* INFORMATION PROVIDED
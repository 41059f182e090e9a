//! In-memory simulated Blackbird matrix.
//!
//! Understands the same command set as the real device and echoes committed
//! routes back on status queries. Used by the daemon's `--simulate` mode and by
//! the tests, which also use its failure injection, scripted replies and the
//! log of sent commands.

use super::{Connector, Transport};
use crate::device_info::{DEVICE_MODEL, MAX_INPUTS, MAX_OUTPUTS};
use crate::error::{MatrixError, Result};
use crate::matrix::commands;
use async_trait::async_trait;
use log::{debug, info};
use parking_lot::Mutex;
use std::collections::VecDeque;
use std::sync::Arc;
use std::sync::atomic::{AtomicBool, AtomicUsize, Ordering};
use std::time::Duration;

struct SimState {
    power: bool,
    /// `routing[o - 1]` is the input shown on output `o`.
    routing: [u8; MAX_OUTPUTS as usize],
}

/// Simulated matrix reachable through the [`Transport`] contract.
pub struct MemoryTransport {
    state: Mutex<SimState>,
    connected: AtomicBool,
    fail_commands: AtomicBool,
    latency: Mutex<Duration>,
    scripted: Mutex<VecDeque<String>>,
    sent: Mutex<Vec<String>>,
    /// Serializes exchanges the way a real line-based link must.
    exchange: tokio::sync::Mutex<()>,
}

impl MemoryTransport {
    /// A powered-on matrix with output N showing input N.
    pub fn new() -> Self {
        let mut routing = [0u8; MAX_OUTPUTS as usize];
        for (idx, input) in routing.iter_mut().enumerate() {
            *input = idx as u8 + 1;
        }
        Self {
            state: Mutex::new(SimState {
                power: true,
                routing,
            }),
            connected: AtomicBool::new(true),
            fail_commands: AtomicBool::new(false),
            latency: Mutex::new(Duration::ZERO),
            scripted: Mutex::new(VecDeque::new()),
            sent: Mutex::new(Vec::new()),
            exchange: tokio::sync::Mutex::new(()),
        }
    }

    /// Make every following command fail (or succeed again).
    pub fn set_failing(&self, failing: bool) {
        self.fail_commands.store(failing, Ordering::SeqCst);
    }

    /// Delay every reply by `latency`.
    pub fn set_latency(&self, latency: Duration) {
        *self.latency.lock() = latency;
    }

    /// Queue a raw reply returned for the next command instead of the
    /// simulated one. The simulated state is not touched.
    pub fn push_reply(&self, reply: impl Into<String>) {
        self.scripted.lock().push_back(reply.into());
    }

    /// Every command received so far, in order.
    pub fn sent(&self) -> Vec<String> {
        self.sent.lock().clone()
    }

    pub fn sent_count(&self) -> usize {
        self.sent.lock().len()
    }

    pub fn power(&self) -> bool {
        self.state.lock().power
    }

    /// Input currently shown on `output` (1-based).
    pub fn route(&self, output: u8) -> Option<u8> {
        let idx = usize::from(output).checked_sub(1)?;
        self.state.lock().routing.get(idx).copied()
    }

    /// Change the simulated device directly, as a front-panel press would.
    pub fn set_power(&self, on: bool) {
        self.state.lock().power = on;
    }

    pub fn set_route(&self, output: u8, input: u8) {
        let mut state = self.state.lock();
        if let Some(slot) = usize::from(output)
            .checked_sub(1)
            .and_then(|idx| state.routing.get_mut(idx))
        {
            *slot = input;
        }
    }

    fn mark_connected(&self) {
        self.connected.store(true, Ordering::SeqCst);
    }

    fn routing_lines(state: &SimState) -> String {
        state
            .routing
            .iter()
            .enumerate()
            .map(|(idx, input)| commands::route_line(idx as u8 + 1, *input))
            .collect::<Vec<_>>()
            .join("\r\n")
    }

    fn simulate(&self, command: &str) -> String {
        let mut state = self.state.lock();
        match command {
            commands::POWER_ON => {
                state.power = true;
                commands::POWER_ON_MARKER.to_string()
            }
            commands::POWER_OFF => {
                state.power = false;
                commands::POWER_OFF_MARKER.to_string()
            }
            commands::STATUS => {
                let power = if state.power {
                    commands::POWER_ON_MARKER
                } else {
                    commands::POWER_OFF_MARKER
                };
                format!("{}\r\n{}", power, Self::routing_lines(&state))
            }
            commands::VIDEO_STATUS => Self::routing_lines(&state),
            commands::MODEL => DEVICE_MODEL.to_string(),
            other => match commands::parse_route(other) {
                Some((output, input))
                    if (1..=MAX_OUTPUTS).contains(&output) && (1..=MAX_INPUTS).contains(&input) =>
                {
                    state.routing[usize::from(output - 1)] = input;
                    commands::route_line(output, input)
                }
                _ => commands::ERROR_MARKER.to_string(),
            },
        }
    }
}

impl Default for MemoryTransport {
    fn default() -> Self {
        Self::new()
    }
}

#[async_trait]
impl Transport for MemoryTransport {
    async fn send(&self, command: &str, timeout: Duration) -> Result<String> {
        let _guard = self.exchange.lock().await;

        if !self.is_connected() {
            return Err(MatrixError::command(command, "not connected"));
        }
        self.sent.lock().push(command.to_string());

        let latency = *self.latency.lock();
        if latency > timeout {
            tokio::time::sleep(timeout).await;
            return Err(MatrixError::timeout(command, timeout));
        }
        if !latency.is_zero() {
            tokio::time::sleep(latency).await;
        }

        if self.fail_commands.load(Ordering::SeqCst) {
            return Err(MatrixError::command(command, "simulated link failure"));
        }

        let reply = match self.scripted.lock().pop_front() {
            Some(reply) => reply,
            None => self.simulate(command),
        };
        debug!("[Transport] sim {:?} -> {:?}", command, reply);
        Ok(reply)
    }

    async fn disconnect(&self) {
        self.connected.store(false, Ordering::SeqCst);
        info!("[Transport] Simulated matrix disconnected");
    }

    fn is_connected(&self) -> bool {
        self.connected.load(Ordering::SeqCst)
    }
}

/// Hands out one shared [`MemoryTransport`].
pub struct MemoryConnector {
    transport: Arc<MemoryTransport>,
    refuse: AtomicBool,
    attempts: AtomicUsize,
}

impl MemoryConnector {
    pub fn new(transport: Arc<MemoryTransport>) -> Self {
        Self {
            transport,
            refuse: AtomicBool::new(false),
            attempts: AtomicUsize::new(0),
        }
    }

    /// Refuse (or accept again) every following connect attempt.
    pub fn set_refusing(&self, refuse: bool) {
        self.refuse.store(refuse, Ordering::SeqCst);
    }

    pub fn attempts(&self) -> usize {
        self.attempts.load(Ordering::SeqCst)
    }

    pub fn transport(&self) -> Arc<MemoryTransport> {
        self.transport.clone()
    }
}

#[async_trait]
impl Connector for MemoryConnector {
    async fn connect(&self, url: &str, _timeout: Duration) -> Result<Arc<dyn Transport>> {
        self.attempts.fetch_add(1, Ordering::SeqCst);
        if self.refuse.load(Ordering::SeqCst) {
            return Err(MatrixError::Connection {
                url: url.to_string(),
                reason: "connection refused".to_string(),
            });
        }
        self.transport.mark_connected();
        info!("[Transport] Connected to simulated matrix at {}", url);
        Ok(self.transport.clone())
    }
}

* THE TASK
The full listing above is to be retyped exactly.

* OUTPUT BELOW
repository 41059f182e090e9a
//! In-memory simulated Blackbird matrix.
//!
//! Understands the same command set as the real device and echoes committed
//! routes back on status queries. Used by the daemon's `--simulate` mode and by
//! the tests, which also use its failure injection, scripted replies and the
//! log of sent commands.

use super::{Connector, Transport};
use crate::device_info::{DEVICE_MODEL, MAX_INPUTS, MAX_OUTPUTS};
use crate::error::{MatrixError, Result};
use crate::matrix::commands;
use async_trait::async_trait;
use log::{debug, info};
use parking_lot::Mutex;
use std::collections::VecDeque;
use std::sync::Arc;
use std::sync::atomic::{AtomicBool, AtomicUsize, Ordering};
use std::time::Duration;

struct SimState {
    power: bool,
    /// `routing[o - 1]` is the input shown on output `o`.
    routing: [u8; MAX_OUTPUTS as usize],
}

/// Simulated matrix reachable through the [`Transport`] contract.
pub struct MemoryTransport {
    state: Mutex<SimState>,
    connected: AtomicBool,
    fail_commands: AtomicBool,
    latency: Mutex<Duration>,
    scripted: Mutex<VecDeque<String>>,
    sent: Mutex<Vec<String>>,
    /// Serializes exchanges the way a real line-based link must.
    exchange: tokio::sync::Mutex<()>,
}

impl MemoryTransport {
    /// A powered-on matrix with output N showing input N.
    pub fn new() -> Self {
        let mut routing = [0u8; MAX_OUTPUTS as usize];
        for (idx, input) in routing.iter_mut().enumerate() {
            *input = idx as u8 + 1;
        }
        Self {
            state: Mutex::new(SimState {
                power: true,
                routing,
            }),
            connected: AtomicBool::new(true),
            fail_commands: AtomicBool::new(false),
            latency: Mutex::new(Duration::ZERO),
            scripted: Mutex::new(VecDeque::new()),
            sent: Mutex::new(Vec::new()),
            exchange: tokio::sync::Mutex::new(()),
        }
    }

    /// Make every following command fail (or succeed again).
    pub fn set_failing(&self, failing: bool) {
        self.fail_commands.store(failing, Ordering::SeqCst);
    }

    /// Delay every reply by `latency`.
    pub fn set_latency(&self, latency: Duration) {
        *self.latency.lock() = latency;
    }

    /// Queue a raw reply returned for the next command instead of the
    /// simulated one. The simulated state is not touched.
    pub fn push_reply(&self, reply: impl Into<String>) {
        self.scripted.lock().push_back(reply.into());
    }

    /// Every command received so far, in order.
    pub fn sent(&self) -> Vec<String> {
        self.sent.lock().clone()
    }

    pub fn sent_count(&self) -> usize {
        self.sent.lock().len()
    }

    pub fn power(&self) -> bool {
        self.state.lock().power
    }

    /// Input currently shown on `output` (1-based).
    pub fn route(&self, output: u8) -> Option<u8> {
        let idx = usize::from(output).checked_sub(1)?;
        self.state.lock().routing.get(idx).copied()
    }

    /// Change the simulated device directly, as a front-panel press would.
    pub fn set_power(&self, on: bool) {
        self.state.lock().power = on;
    }

    pub fn set_route(&self, output: u8, input: u8) {
        let mut state = self.state.lock();
        if let Some(slot) = usize::from(output)
            .checked_sub(1)
            .and_then(|idx| state.routing.get_mut(idx))
        {
            *slot = input;
        }
    }

    fn mark_connected(&self) {
        self.connected.store(true, Ordering::SeqCst);
    }

    fn routing_lines(state: &SimState) -> String {
        state
            .routing
            .iter()
            .enumerate()
            .map(|(idx, input)| commands::route_line(idx as u8 + 1, *input))
            .collect::<Vec<_>>()
            .join("\r\n")
    }

    fn simulate(&self, command: &str) -> String {
        let mut state = self.state.lock();
        match command {
            commands::POWER_ON => {
                state.power = true;
                commands::POWER_ON_MARKER.to_string()
            }
            commands::POWER_OFF => {
                state.power = false;
                commands::POWER_OFF_MARKER.to_string()
            }
            commands::STATUS => {
                let power = if state.power {
                    commands::POWER_ON_MARKER
                } else {
                    commands::POWER_OFF_MARKER
                };
                format!("{}\r\n{}", power, Self::routing_lines(&state))
            }
            commands::VIDEO_STATUS => Self::routing_lines(&state),
            commands::MODEL => DEVICE_MODEL.to_string(),
            other => match commands::parse_route(other) {
                Some((output, input))
                    if (1..=MAX_OUTPUTS).contains(&output) && (1..=MAX_INPUTS).contains(&input) =>
                {
                    state.routing[usize::from(output - 1)] = input;
                    commands::route_line(output, input)
                }
                _ => commands::ERROR_MARKER.to_string(),
            },
        }
    }
}

impl Default for MemoryTransport {
    fn default() -> Self {
        Self::new()
    }
}

#[async_trait]
impl Transport for MemoryTransport {
    async fn send(&self, command: &str, timeout: Duration) -> Result<String> {
        let _guard = self.exchange.lock().await;

        if !self.is_connected() {
            return Err(MatrixError::command(command, "not connected"));
        }
        self.sent.lock().push(command.to_string());

        let latency = *self.latency.lock();
        if latency > timeout {
            tokio::time::sleep(timeout).await;
            return Err(MatrixError::timeout(command, timeout));
        }
        if !latency.is_zero() {
            tokio::time::sleep(latency).await;
        }

        if self.fail_commands.load(Ordering::SeqCst) {
            return Err(MatrixError::command(command, "simulated link failure"));
        }

        let reply = match self.scripted.lock().pop_front() {
            Some(reply) => reply,
            None => self.simulate(command),
        };
        debug!("[Transport] sim {:?} -> {:?}", command, reply);
        Ok(reply)
    }

    async fn disconnect(&self) {
        self.connected.store(false, Ordering::SeqCst);
        info!("[Transport] Simulated matrix disconnected");
    }

    fn is_connected(&self) -> bool {
        self.connected.load(Ordering::SeqCst)
    }
}

/// Hands out one shared [`MemoryTransport`].
pub struct MemoryConnector {
    transport: Arc<MemoryTransport>,
    refuse: AtomicBool,
    attempts: AtomicUsize,
}

impl MemoryConnector {
    pub fn new(transport: Arc<MemoryTransport>) -> Self {
        Self {
            transport,
            refuse: AtomicBool::new(false),
            attempts: AtomicUsize::new(0),
        }
    }

    /// Refuse (or accept again) every following connect attempt.
    pub fn set_refusing(&self, refuse: bool) {
        self.refuse.store(refuse, Ordering::SeqCst);
    }

    pub fn attempts(&self) -> usize {
        self.attempts.load(Ordering::SeqCst)
    }

    pub fn transport(&self) -> Arc<MemoryTransport> {
        self.transport.clone()
    }
}

#[async_trait]
impl Connector for MemoryConnector {
    async fn connect(&self, url: &str, _timeout: Duration) -> Result<Arc<dyn Transport>> {
        self.attempts.fetch_add(1, Ordering::SeqCst);
        if self.refuse.load(Ordering::SeqCst) {
            return Err(MatrixError::Connection {
                url: url.to_string(),
                reason: "connection refused".to_string(),
            });
        }
        self.transport.mark_connected();
        info!("[Transport] Connected to simulated matrix at {}", url);
        Ok(self.transport.clone())
    }
}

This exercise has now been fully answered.